Whenever you'd made contact with any of the roaming creatures or a recently hatched dinosaur baby, you'd become contaminated, and your life-counter would slowly begin to drain. To heal and thus reset the counter back to 100%, you had to return to the time-warping device and do so in a hurry. It was a stressful process and one that would become exacerbated if you accidentally made contact with another creature while you were making your return; if that happened, the timer would begin to drain more quickly.

What was worse was what would happen if you failed to make it back in time: You'd be forced to witness one of the most unsettling, most traumatic deaths ever depicted in a video game. After the timer hit zero, Tim would devolve into a spider and do so in a nightmarishly graphic animation sequence that made sure to show each stage of the gruesome process! (You can see this animation in the top-left screenshot.)

"What a horrible fate!" I'd think to myself whenever I'd reflect on this scene.

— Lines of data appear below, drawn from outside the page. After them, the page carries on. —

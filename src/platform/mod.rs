pub mod discord;
pub mod telegram;

use std::path::Path;

use async_trait::async_trait;

use crate::error::{FetchError, PublishError, ResolveError};

#[derive(Debug, Clone, Copy, PartialEq, Eq)]
pub enum MediaKind {
    Photo,
    Video,
}

impl std::fmt::Display for MediaKind {
    fn fmt(&self, f: &mut std::fmt::Formatter<'_>) -> std::fmt::Result {
        match self {
            MediaKind::Photo => write!(f, "photo"),
            MediaKind::Video => write!(f, "video"),
        }
    }
}

/// Opaque, time-limited handle to media on the source platform
#[derive(Debug, Clone, PartialEq, Eq)]
pub struct MediaRef {
    pub kind: MediaKind,
    pub file_id: String,
}

/// A post to relay, normalized from a source update
#[derive(Debug, Clone, PartialEq, Eq, Default)]
pub struct RelayMessage {
    /// Primary text, or the media caption; may be empty
    pub text: String,
    pub media: Option<MediaRef>,
}

/// One entry from the source poll endpoint
#[derive(Debug, Clone, PartialEq, Eq)]
pub struct SourceUpdate {
    pub update_id: i64,
    pub chat_id: Option<i64>,
    /// None for update kinds the relay does not handle
    pub message: Option<RelayMessage>,
}

/// A destination channel that was looked up for the current tick
#[derive(Debug, Clone, PartialEq, Eq)]
pub struct ChannelHandle {
    pub id: u64,
    pub name: Option<String>,
}

impl std::fmt::Display for ChannelHandle {
    fn fmt(&self, f: &mut std::fmt::Formatter<'_>) -> std::fmt::Result {
        match &self.name {
            Some(name) => write!(f, "#{} ({})", name, self.id),
            None => write!(f, "{}", self.id),
        }
    }
}

/// Rich post body understood by the destination
#[derive(Debug, Clone, PartialEq, Eq, serde::Serialize)]
pub struct Embed {
    pub title: String,
    pub description: String,
    pub color: u32,
    #[serde(skip_serializing_if = "Option::is_none")]
    pub image: Option<EmbedImage>,
}

#[derive(Debug, Clone, PartialEq, Eq, serde::Serialize)]
pub struct EmbedImage {
    pub url: String,
}

/// Source of new updates, polled once per tick
#[async_trait]
pub trait UpdateSource: Send + Sync {
    /// Fetch updates with ids >= `offset` (all pending ones when None)
    async fn fetch(&self, offset: Option<i64>) -> Result<Vec<SourceUpdate>, FetchError>;
}

/// Maps a media handle to a download URL
#[async_trait]
pub trait FileLocator: Send + Sync {
    async fn download_url(&self, file_id: &str) -> Result<String, ResolveError>;
}

/// Destination platform operations used by the publisher
#[async_trait]
pub trait Destination: Send + Sync {
    /// Confirm the credentials work; returns the bot's display name
    async fn ready(&self) -> Result<String, PublishError>;

    async fn resolve_channel(&self) -> Result<ChannelHandle, PublishError>;

    async fn send_embed(&self, channel: &ChannelHandle, embed: &Embed) -> Result<(), PublishError>;

    async fn send_file(&self, channel: &ChannelHandle, path: &Path) -> Result<(), PublishError>;
}
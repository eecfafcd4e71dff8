// src/notified_flag.rs
use anyhow::{Context, Result};
use chrono::NaiveDate;
use std::fs;
use std::io::ErrorKind;
use std::path::{Path, PathBuf};
use tracing::info;

const FLAG_DATE_FORMAT: &str = "%Y-%m-%d";

/// File holding the date of the last caution-level notification.
#[derive(Debug, Clone)]
pub struct NotifiedFlag {
    path: PathBuf,
}

impl NotifiedFlag {
    pub fn new(path: impl Into<PathBuf>) -> Self {
        Self { path: path.into() }
    }

    pub fn path(&self) -> &Path {
        &self.path
    }

    /// `Ok(None)` when the flag has never been written.
    pub fn read(&self) -> Result<Option<NaiveDate>> {
        let contents = match fs::read_to_string(&self.path) {
            Ok(contents) => contents,
            Err(e) if e.kind() == ErrorKind::NotFound => return Ok(None),
            Err(e) => {
                return Err(e)
                    .with_context(|| format!("reading flag file {}", self.path.display()))
            }
        };
        let stored = contents.trim();
        let date = NaiveDate::parse_from_str(stored, FLAG_DATE_FORMAT).with_context(|| {
            format!(
                "flag file {} holds an invalid date: {:?}",
                self.path.display(),
                stored
            )
        })?;
        Ok(Some(date))
    }

    // Overwrites any previous date
    pub fn set(&self, date: NaiveDate) -> Result<()> {
        if let Some(parent) = self.path.parent().filter(|p| !p.as_os_str().is_empty()) {
            fs::create_dir_all(parent)
                .with_context(|| format!("creating directory {}", parent.display()))?;
        }
        fs::write(&self.path, date.format(FLAG_DATE_FORMAT).to_string())
            .with_context(|| format!("writing flag file {}", self.path.display()))?;
        info!("Weekly notification flag set to {} ({})", date, self.path.display());
        Ok(())
    }
}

I'd replay the scene in my mind over and over again not because I wanted to torture myself but because I wanted to explore the thoughts and feelings that its imagery was evoking and figure out what, exactly, was causing me to feel so disturbed. "What kind of pain would such a transformation inflict upon you?" I'd wonder. "And what thoughts would begin running through your mind once you became cognizant of the fact that the process was irreversible and you were now stuck in the distant past as a helpless spider?"

It was basically a form of death and one that was more horrifying than any other I could ever imagine!

That was the symbolization of my relationship with Dino Eggs: I was drawn to it not because I loved how it played (it was a fine game, sure, but I could only extract a limited amount of enjoyment from it because it got way too difficult way too quickly) but because I was enamored with its evocative imagery, music and atmosphere and the ways in which they inspired me to wonder.

Dino Eggs still resonates with me in the same way. I still think about its world and its coldly-desolate-but-wondrously-serene environments and explore the thoughts and feelings they evoke. I still wonder about what it would be like occupy those spaces. Dino Eggs hasn't lost any of its power. Its imagery, for however crude it looks by 2014 standards, still has the same effect on me, which is to say that it still capably renders an amazing world of wonder.


I've read recently that Dino Eggs' creator, David Schroeder, is working on a sequel called Dino Eggs Rebirth and that it's slated to be released for the PC sometime in the near future. I intend to give it a look if only to find the answer to one question: Does the Dino Eggs world created with technologically advanced tools match up to the one that I've vividly constructed in my head?

I'll share that discovery some other time and within some other page of history.